Dataset
⟨
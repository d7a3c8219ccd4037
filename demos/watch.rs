//! Watch a config file and print every accepted version.
//!
//! Edit the file while this runs; invalid edits are logged and ignored.
//!
//! ```text
//! cargo run --example watch -- --config demos/server.toml --debounce-ms 250
//! ```

use std::path::PathBuf;
use std::sync::Arc;
use std::time::Duration;

use clap::Parser;
use ruleconf::{Loader, Record, WatchOptions, Watcher};
use serde::Deserialize;
use tracing_subscriber::{layer::SubscriberExt, util::SubscriberInitExt};

#[derive(Parser)]
#[command(name = "watch")]
#[command(about = "Hot-reload a config file", long_about = None)]
struct Cli {
    #[arg(short, long, default_value = "demos/server.toml")]
    config: PathBuf,

    /// Quiet period before a change is reloaded
    #[arg(short, long, default_value_t = 100)]
    debounce_ms: u64,
}

#[derive(Debug, Deserialize, Record)]
struct ServerConfig {
    #[validate("required")]
    host: String,
    #[validate("required,min=1,max=65535")]
    port: u32,
    #[validate("oneof=dev|staging|prod")]
    env: String,
}

#[tokio::main]
async fn main() -> Result<(), Box<dyn std::error::Error>> {
    tracing_subscriber::registry()
        .with(
            tracing_subscriber::EnvFilter::try_from_default_env()
                .unwrap_or_else(|_| "ruleconf=debug".into()),
        )
        .with(tracing_subscriber::fmt::layer())
        .init();

    let cli = Cli::parse();
    let options = WatchOptions {
        debounce: Duration::from_millis(cli.debounce_ms),
        ..WatchOptions::default()
    };

    let watcher = Watcher::start(
        &cli.config,
        options,
        Loader::new(),
        |config: Arc<ServerConfig>| {
            tracing::info!(
                host = %config.host,
                port = config.port,
                env = %config.env,
                "Configuration applied"
            );
        },
    )?;

    tokio::signal::ctrl_c().await?;
    tracing::info!("Received Ctrl+C, shutting down");

    watcher.shutdown().await;
    Ok(())
}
⟩
Your instructions
Which lines in the records contain the word "PathBuf"? Copy each one.

Answer
use std::path::PathBuf;
    config: PathBuf,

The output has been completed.